> Task objective: What is the number of lines below that contain the string "SupplierView"? Give it and nothing else.
START Data provided
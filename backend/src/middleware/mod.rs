//! Request middleware

pub mod auth;

pub use auth::{auth_middleware, AuthUser, CurrentUser};
//! Shared types and models for the glass stock platform
//!
//! Holds the domain models and the pure stock rules used by every storage
//! backend, so the arithmetic lives in exactly one place.

pub mod models;
pub mod stock;
pub mod types;
pub mod validation;

pub use models::*;
pub use stock::*;
pub use types::*;
pub use validation::*;
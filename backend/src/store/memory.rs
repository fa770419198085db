//! In-memory store
//!
//! Intended for tests and local demos. Every operation takes the single
//! write lock, so a stock change and its kardex entry are always applied
//! together; failures are detected before anything is mutated.

use async_trait::async_trait;
use chrono::Utc;
use shared::{
    plan_movement, KardexEntry, KardexFilter, KardexView, Material, MaterialUpdate, Movement,
    NewKardexEntry, NewMaterial, NewProduct, NewPurchaseOrder, NewSupplier, Product, ProductUpdate,
    PurchaseOrder, PurchaseOrderView, PurchaseStatus, StockChange, StockItem, StockLevel, Supplier,
    SupplierUpdate, SupplierView, User, UserAccount,
};
use tokio::sync::RwLock;
use uuid::Uuid;

use super::{Adjusted, StockRequest, Store};
use crate::error::{AppError, AppResult};

#[derive(Debug, Default)]
struct MemoryState {
    users: Vec<UserAccount>,
    materials: Vec<Material>,
    products: Vec<Product>,
    suppliers: Vec<Supplier>,
    orders: Vec<PurchaseOrder>,
    kardex: Vec<KardexEntry>,
}

impl MemoryState {
    fn material(&self, id: Uuid) -> AppResult<&Material> {
        self.materials
            .iter()
            .find(|m| m.id == id)
            .ok_or_else(|| AppError::NotFound("Material".to_string()))
    }

    fn material_mut(&mut self, id: Uuid) -> AppResult<&mut Material> {
        self.materials
            .iter_mut()
            .find(|m| m.id == id)
            .ok_or_else(|| AppError::NotFound("Material".to_string()))
    }

    fn product(&self, id: Uuid) -> AppResult<&Product> {
        self.products
            .iter()
            .find(|p| p.id == id)
            .ok_or_else(|| AppError::NotFound("Product".to_string()))
    }

    fn product_mut(&mut self, id: Uuid) -> AppResult<&mut Product> {
        self.products
            .iter_mut()
            .find(|p| p.id == id)
            .ok_or_else(|| AppError::NotFound("Product".to_string()))
    }

    fn current_stock(&self, item: StockItem) -> AppResult<i32> {
        match item {
            StockItem::Material(id) => self.material(id).map(|m| m.stock),
            StockItem::Product(id) => self.product(id).map(|p| p.stock),
        }
    }

    /// Plan a change without mutating anything
    fn plan(&self, item: StockItem, request: Option<&StockRequest>) -> AppResult<Option<Movement>> {
        match request {
            Some(request) => Ok(plan_movement(self.current_stock(item)?, request.change)?),
            None => Ok(None),
        }
    }

    /// Write a planned movement: new stock plus its kardex entry
    fn commit(
        &mut self,
        item: StockItem,
        movement: Option<Movement>,
        request: Option<&StockRequest>,
    ) -> AppResult<Option<KardexEntry>> {
        let (Some(movement), Some(request)) = (movement, request) else {
            return Ok(None);
        };

        match item {
            StockItem::Material(id) => self.material_mut(id)?.stock = movement.stock_after,
            StockItem::Product(id) => self.product_mut(id)?.stock = movement.stock_after,
        }

        let entry = self.push_kardex(&NewKardexEntry {
            item,
            movement,
            note: Some(request.note.clone()),
            user_id: request.user_id,
        });
        Ok(Some(entry))
    }

    fn push_kardex(&mut self, entry: &NewKardexEntry) -> KardexEntry {
        let entry = KardexEntry {
            id: Uuid::new_v4(),
            created_at: Utc::now(),
            movement_type: entry.movement.movement_type,
            quantity: entry.movement.quantity,
            stock_before: entry.movement.stock_before,
            stock_after: entry.movement.stock_after,
            note: entry.note.clone(),
            item: entry.item,
            user_id: entry.user_id,
        };
        self.kardex.push(entry.clone());
        entry
    }

    fn supplier_view(&self, supplier: &Supplier) -> SupplierView {
        SupplierView {
            supplier: supplier.clone(),
            material_name: self.material(supplier.material_id).ok().map(|m| m.name.clone()),
        }
    }

    fn order_view(&self, order: &PurchaseOrder) -> PurchaseOrderView {
        PurchaseOrderView {
            order: order.clone(),
            supplier_name: self
                .suppliers
                .iter()
                .find(|s| s.id == order.supplier_id)
                .map(|s| s.name.clone()),
        }
    }

    fn kardex_view(&self, entry: &KardexEntry) -> KardexView {
        KardexView {
            entry: entry.clone(),
            username: self
                .users
                .iter()
                .find(|u| u.id == entry.user_id)
                .map(|u| u.username.clone()),
            material_name: entry
                .item
                .material_id()
                .and_then(|id| self.material(id).ok())
                .map(|m| m.name.clone()),
            product_name: entry
                .item
                .product_id()
                .and_then(|id| self.product(id).ok())
                .map(|p| p.name.clone()),
        }
    }
}

fn sorted_by_name<T: Clone>(items: &[T], name: impl Fn(&T) -> &str) -> Vec<T> {
    let mut items = items.to_vec();
    items.sort_by(|a, b| name(a).cmp(name(b)));
    items
}

/// Store that keeps everything in process memory
#[derive(Debug, Default)]
pub struct MemoryStore {
    state: RwLock<MemoryState>,
}

impl MemoryStore {
    pub fn new() -> Self {
        Self::default()
    }
}
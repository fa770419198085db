//! Authentication handlers

use axum::{extract::State, http::StatusCode, Json};
use serde::Deserialize;
use shared::{NewUser, User};

use crate::error::AppError;
use crate::extract::{ApiForm, ApiJson};
use crate::services::auth::{AuthService, AuthTokens};
use crate::AppState;

/// OAuth2-style password form
#[derive(Deserialize)]
pub struct LoginForm {
    pub username: String,
    pub password: String,
}

/// Login endpoint handler
pub async fn login(
    State(state): State<AppState>,
    ApiForm(form): ApiForm<LoginForm>,
) -> Result<Json<AuthTokens>, AppError> {
    let auth_service = AuthService::new(state.store.clone(), &state.config.jwt);
    let tokens = auth_service.login(&form.username, &form.password).await?;
    Ok(Json(tokens))
}

/// Register endpoint handler
pub async fn register(
    State(state): State<AppState>,
    ApiJson(body): ApiJson<NewUser>,
) -> Result<(StatusCode, Json<User>), AppError> {
    let auth_service = AuthService::new(state.store.clone(), &state.config.jwt);
    let user = auth_service.register(body).await?;
    Ok((StatusCode::CREATED, Json(user)))
}
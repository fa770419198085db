//! Glass Stock - Backend Server

use sqlx::postgres::PgPoolOptions;
use std::{net::SocketAddr, sync::Arc, time::Duration};
use tracing_subscriber::{layer::SubscriberExt, util::SubscriberInitExt};

use glass_stock::{
    config::StorageBackend,
    create_app,
    store::{DynStore, MemoryStore, PgStore},
    AppState, Config,
};

#[tokio::main]
async fn main() -> anyhow::Result<()> {
    // Initialize tracing
    tracing_subscriber::registry()
        .with(
            tracing_subscriber::EnvFilter::try_from_default_env()
                .unwrap_or_else(|_| "stock_server=debug,glass_stock=debug,tower_http=debug,sqlx=warn".into()),
        )
        .with(tracing_subscriber::fmt::layer())
        .init();

    // Load configuration
    dotenvy::dotenv().ok();
    let config = Config::load()?;

    if config.jwt.secret.is_empty() {
        anyhow::bail!("jwt.secret must be set (GLASS__JWT__SECRET)");
    }

    tracing::info!("Starting Glass Stock Server");
    tracing::info!("Environment: {}", config.environment);

    let store: DynStore = match config.database.backend {
        StorageBackend::Postgres => {
            tracing::info!("Connecting to database...");
            let db_pool = PgPoolOptions::new()
                .max_connections(config.database.max_connections)
                .min_connections(config.database.min_connections)
                .acquire_timeout(Duration::from_secs(30))
                .connect(&config.database.url)
                .await?;

            tracing::info!("Database connection established");

            // Run migrations in development
            if config.environment == "development" {
                tracing::info!("Running database migrations...");
                sqlx::migrate!("./migrations").run(&db_pool).await?;
                tracing::info!("Migrations completed");
            }

            Arc::new(PgStore::new(db_pool))
        }
        StorageBackend::Memory => {
            tracing::warn!("Using in-memory store; data is lost on shutdown");
            Arc::new(MemoryStore::new())
        }
    };

    let host: std::net::IpAddr = config.server.host.parse()?;
    let addr = SocketAddr::from((host, config.server.port));

    // Build application
    let app = create_app(AppState::new(store, config));

    // Start server
    tracing::info!("Listening on {}", addr);

    let listener = tokio::net::TcpListener::bind(addr).await?;
    axum::serve(listener, app).await?;

    Ok(())
}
END Data provided
> Result of the exercise: 3